• ASSIGNED TASK: Given the listing below, write out exactly the lines starting with the line that has "filename src/config/validate.rs" and going on through the line that has "String, bits: u32", both kept.

··· DATASET ENTRIES

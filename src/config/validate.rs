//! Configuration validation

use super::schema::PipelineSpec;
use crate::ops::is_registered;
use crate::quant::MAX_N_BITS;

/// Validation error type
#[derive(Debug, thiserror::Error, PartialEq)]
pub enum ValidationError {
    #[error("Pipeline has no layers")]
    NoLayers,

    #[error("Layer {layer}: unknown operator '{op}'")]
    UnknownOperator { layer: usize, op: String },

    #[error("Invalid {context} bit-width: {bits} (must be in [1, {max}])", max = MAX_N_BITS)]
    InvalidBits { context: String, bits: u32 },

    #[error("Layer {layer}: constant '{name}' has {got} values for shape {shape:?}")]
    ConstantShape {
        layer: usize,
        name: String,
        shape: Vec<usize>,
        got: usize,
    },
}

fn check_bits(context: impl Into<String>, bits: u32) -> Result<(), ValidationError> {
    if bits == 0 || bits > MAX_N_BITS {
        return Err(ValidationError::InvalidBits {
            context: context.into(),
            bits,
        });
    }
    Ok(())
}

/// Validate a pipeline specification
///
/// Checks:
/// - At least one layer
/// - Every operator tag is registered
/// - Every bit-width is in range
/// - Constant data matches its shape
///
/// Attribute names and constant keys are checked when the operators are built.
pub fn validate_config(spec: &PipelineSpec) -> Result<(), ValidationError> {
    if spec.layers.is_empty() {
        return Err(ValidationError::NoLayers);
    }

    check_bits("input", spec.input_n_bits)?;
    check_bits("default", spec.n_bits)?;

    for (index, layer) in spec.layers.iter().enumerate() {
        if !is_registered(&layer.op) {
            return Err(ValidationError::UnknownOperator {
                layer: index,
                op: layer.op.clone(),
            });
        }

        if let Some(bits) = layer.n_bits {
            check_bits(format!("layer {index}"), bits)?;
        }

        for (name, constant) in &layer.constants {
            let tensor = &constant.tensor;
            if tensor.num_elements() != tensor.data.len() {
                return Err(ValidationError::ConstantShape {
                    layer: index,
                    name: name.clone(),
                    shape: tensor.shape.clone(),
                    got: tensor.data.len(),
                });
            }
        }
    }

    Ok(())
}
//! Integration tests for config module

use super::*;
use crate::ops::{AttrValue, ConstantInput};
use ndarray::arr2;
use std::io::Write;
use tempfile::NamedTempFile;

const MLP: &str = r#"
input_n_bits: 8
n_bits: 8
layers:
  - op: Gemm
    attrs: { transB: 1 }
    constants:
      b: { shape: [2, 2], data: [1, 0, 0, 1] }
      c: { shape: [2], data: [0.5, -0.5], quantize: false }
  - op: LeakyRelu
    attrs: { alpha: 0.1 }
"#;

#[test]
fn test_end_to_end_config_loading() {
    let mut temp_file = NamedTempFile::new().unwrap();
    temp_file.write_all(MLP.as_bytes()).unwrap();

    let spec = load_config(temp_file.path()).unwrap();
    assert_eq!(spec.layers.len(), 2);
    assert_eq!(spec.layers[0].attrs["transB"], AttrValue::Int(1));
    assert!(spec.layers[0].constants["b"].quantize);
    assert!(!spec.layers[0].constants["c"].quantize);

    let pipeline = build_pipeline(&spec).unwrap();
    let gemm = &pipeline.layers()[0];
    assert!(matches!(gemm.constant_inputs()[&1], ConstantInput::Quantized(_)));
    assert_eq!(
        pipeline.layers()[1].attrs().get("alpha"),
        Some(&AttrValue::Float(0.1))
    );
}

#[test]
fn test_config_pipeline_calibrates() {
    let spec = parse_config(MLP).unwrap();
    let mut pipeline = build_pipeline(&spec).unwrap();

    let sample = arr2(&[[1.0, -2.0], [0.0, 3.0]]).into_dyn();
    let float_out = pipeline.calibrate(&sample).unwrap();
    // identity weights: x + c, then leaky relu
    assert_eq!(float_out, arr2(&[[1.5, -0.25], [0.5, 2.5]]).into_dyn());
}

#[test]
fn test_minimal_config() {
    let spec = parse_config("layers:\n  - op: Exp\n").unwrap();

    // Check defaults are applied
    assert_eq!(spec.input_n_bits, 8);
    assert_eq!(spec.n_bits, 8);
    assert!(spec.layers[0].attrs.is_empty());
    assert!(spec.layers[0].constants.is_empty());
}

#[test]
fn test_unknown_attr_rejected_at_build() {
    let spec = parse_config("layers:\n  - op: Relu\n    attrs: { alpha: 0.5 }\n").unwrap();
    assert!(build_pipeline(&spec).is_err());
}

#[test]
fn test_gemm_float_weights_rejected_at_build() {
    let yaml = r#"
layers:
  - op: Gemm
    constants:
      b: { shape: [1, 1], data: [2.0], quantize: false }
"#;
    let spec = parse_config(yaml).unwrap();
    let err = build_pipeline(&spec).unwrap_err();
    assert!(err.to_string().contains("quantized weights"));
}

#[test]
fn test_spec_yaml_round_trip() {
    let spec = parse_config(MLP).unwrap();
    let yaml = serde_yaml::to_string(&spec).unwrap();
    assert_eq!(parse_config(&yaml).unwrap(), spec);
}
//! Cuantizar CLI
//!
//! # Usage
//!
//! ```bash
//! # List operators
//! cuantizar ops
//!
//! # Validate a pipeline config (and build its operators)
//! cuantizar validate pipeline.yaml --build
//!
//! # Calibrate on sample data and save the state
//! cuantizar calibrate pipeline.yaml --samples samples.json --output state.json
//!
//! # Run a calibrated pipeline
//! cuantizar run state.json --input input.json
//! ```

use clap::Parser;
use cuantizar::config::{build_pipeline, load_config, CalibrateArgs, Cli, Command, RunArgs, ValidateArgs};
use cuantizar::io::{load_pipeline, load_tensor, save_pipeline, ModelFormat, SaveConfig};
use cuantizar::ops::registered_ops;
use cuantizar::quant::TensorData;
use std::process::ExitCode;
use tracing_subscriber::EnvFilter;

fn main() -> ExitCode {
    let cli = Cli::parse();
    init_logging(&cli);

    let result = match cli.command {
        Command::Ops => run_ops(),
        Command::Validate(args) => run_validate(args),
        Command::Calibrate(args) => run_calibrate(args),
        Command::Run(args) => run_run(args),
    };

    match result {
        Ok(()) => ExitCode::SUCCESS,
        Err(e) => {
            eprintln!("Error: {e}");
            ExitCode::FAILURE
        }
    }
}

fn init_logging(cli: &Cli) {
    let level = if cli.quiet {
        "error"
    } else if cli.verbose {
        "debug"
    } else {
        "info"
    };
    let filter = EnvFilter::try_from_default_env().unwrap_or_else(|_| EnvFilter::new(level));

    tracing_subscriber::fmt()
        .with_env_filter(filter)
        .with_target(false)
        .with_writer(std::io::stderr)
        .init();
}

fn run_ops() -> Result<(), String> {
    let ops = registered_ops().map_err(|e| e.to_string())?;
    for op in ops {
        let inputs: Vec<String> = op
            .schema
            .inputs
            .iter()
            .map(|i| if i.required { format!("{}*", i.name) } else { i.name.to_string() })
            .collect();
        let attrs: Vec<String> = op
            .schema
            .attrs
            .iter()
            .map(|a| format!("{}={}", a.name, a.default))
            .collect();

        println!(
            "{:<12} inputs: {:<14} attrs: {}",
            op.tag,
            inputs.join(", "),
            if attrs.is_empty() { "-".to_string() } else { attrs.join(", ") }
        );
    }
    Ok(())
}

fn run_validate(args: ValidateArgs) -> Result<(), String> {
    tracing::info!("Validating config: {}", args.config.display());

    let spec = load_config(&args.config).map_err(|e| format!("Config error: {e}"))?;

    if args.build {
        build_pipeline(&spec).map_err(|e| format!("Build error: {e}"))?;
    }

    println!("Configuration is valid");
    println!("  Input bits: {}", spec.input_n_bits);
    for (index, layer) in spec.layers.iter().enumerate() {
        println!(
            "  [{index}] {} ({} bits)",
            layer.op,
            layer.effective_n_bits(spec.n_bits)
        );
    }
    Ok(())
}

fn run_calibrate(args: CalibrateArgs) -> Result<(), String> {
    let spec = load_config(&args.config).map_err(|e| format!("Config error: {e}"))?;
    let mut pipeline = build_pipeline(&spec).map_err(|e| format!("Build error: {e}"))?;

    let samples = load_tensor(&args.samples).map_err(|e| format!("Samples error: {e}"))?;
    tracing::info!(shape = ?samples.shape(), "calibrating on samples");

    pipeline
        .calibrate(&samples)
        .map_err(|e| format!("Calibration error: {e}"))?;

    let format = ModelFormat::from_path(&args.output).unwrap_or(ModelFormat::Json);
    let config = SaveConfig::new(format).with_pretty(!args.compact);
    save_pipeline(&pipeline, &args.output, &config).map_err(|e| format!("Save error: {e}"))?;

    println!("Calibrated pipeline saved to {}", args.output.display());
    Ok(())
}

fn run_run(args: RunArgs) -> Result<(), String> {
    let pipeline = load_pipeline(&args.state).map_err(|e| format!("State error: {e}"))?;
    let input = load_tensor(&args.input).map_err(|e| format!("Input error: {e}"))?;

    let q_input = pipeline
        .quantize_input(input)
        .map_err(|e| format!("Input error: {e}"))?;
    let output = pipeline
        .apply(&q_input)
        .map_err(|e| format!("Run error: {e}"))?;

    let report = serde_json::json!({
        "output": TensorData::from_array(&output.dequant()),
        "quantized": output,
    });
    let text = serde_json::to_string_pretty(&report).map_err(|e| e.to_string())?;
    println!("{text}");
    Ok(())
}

······
··· DATASET ENTRIES

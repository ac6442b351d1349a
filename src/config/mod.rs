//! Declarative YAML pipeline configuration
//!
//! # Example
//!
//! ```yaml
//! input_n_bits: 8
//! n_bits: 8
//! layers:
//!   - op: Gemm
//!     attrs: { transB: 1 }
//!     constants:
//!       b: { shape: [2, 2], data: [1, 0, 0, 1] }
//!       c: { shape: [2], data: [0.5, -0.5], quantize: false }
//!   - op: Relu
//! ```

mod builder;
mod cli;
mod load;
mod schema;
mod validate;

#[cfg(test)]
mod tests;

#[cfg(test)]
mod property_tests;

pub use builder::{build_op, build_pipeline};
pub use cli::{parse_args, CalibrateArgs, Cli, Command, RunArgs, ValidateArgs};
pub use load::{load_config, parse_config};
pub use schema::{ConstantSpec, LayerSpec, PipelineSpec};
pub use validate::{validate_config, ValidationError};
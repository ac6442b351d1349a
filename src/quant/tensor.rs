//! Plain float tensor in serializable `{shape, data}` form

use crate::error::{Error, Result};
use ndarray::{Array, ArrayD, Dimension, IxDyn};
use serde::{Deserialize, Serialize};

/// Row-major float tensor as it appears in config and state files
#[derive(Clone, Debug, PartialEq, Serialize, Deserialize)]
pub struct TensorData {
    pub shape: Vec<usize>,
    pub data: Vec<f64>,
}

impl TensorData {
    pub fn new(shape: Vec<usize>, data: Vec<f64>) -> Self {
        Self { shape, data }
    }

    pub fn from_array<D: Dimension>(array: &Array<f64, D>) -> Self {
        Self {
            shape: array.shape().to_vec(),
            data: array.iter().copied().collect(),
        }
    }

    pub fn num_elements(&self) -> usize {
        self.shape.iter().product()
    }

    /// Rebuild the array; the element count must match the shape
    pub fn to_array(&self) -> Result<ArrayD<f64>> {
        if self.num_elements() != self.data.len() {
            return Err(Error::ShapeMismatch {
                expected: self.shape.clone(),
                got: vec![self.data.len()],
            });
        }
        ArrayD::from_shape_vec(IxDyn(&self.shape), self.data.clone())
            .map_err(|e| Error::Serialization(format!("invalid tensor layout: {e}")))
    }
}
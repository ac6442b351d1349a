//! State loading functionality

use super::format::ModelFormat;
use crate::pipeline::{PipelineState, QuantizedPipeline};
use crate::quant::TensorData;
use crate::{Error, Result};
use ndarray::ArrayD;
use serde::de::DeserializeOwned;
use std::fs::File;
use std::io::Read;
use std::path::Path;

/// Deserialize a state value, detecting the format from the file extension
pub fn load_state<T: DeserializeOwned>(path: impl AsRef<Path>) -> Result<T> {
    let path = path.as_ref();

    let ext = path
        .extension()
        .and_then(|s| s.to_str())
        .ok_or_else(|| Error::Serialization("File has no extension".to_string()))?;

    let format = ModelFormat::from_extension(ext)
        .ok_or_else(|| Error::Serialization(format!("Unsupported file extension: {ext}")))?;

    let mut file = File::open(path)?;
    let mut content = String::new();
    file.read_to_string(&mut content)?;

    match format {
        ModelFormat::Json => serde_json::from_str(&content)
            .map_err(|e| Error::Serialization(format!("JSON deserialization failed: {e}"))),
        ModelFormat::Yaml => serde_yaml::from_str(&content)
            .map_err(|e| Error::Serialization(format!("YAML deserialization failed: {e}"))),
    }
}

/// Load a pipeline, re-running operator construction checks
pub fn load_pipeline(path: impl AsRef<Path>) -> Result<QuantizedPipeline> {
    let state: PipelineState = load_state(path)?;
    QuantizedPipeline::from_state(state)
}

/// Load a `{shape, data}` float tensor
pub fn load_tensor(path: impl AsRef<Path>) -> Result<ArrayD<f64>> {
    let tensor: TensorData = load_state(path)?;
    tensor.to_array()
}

······

• WRITTEN ANSWER:
filename src/config/validate.rs
//! Configuration validation

use super::schema::PipelineSpec;
use crate::ops::is_registered;
use crate::quant::MAX_N_BITS;

/// Validation error type
#[derive(Debug, thiserror::Error, PartialEq)]
pub enum ValidationError {
    #[error("Pipeline has no layers")]
    NoLayers,

    #[error("Layer {layer}: unknown operator '{op}'")]
    UnknownOperator { layer: usize, op: String },

    #[error("Invalid {context} bit-width: {bits} (must be in [1, {max}])", max = MAX_N_BITS)]
    InvalidBits { context: String, bits: u32 },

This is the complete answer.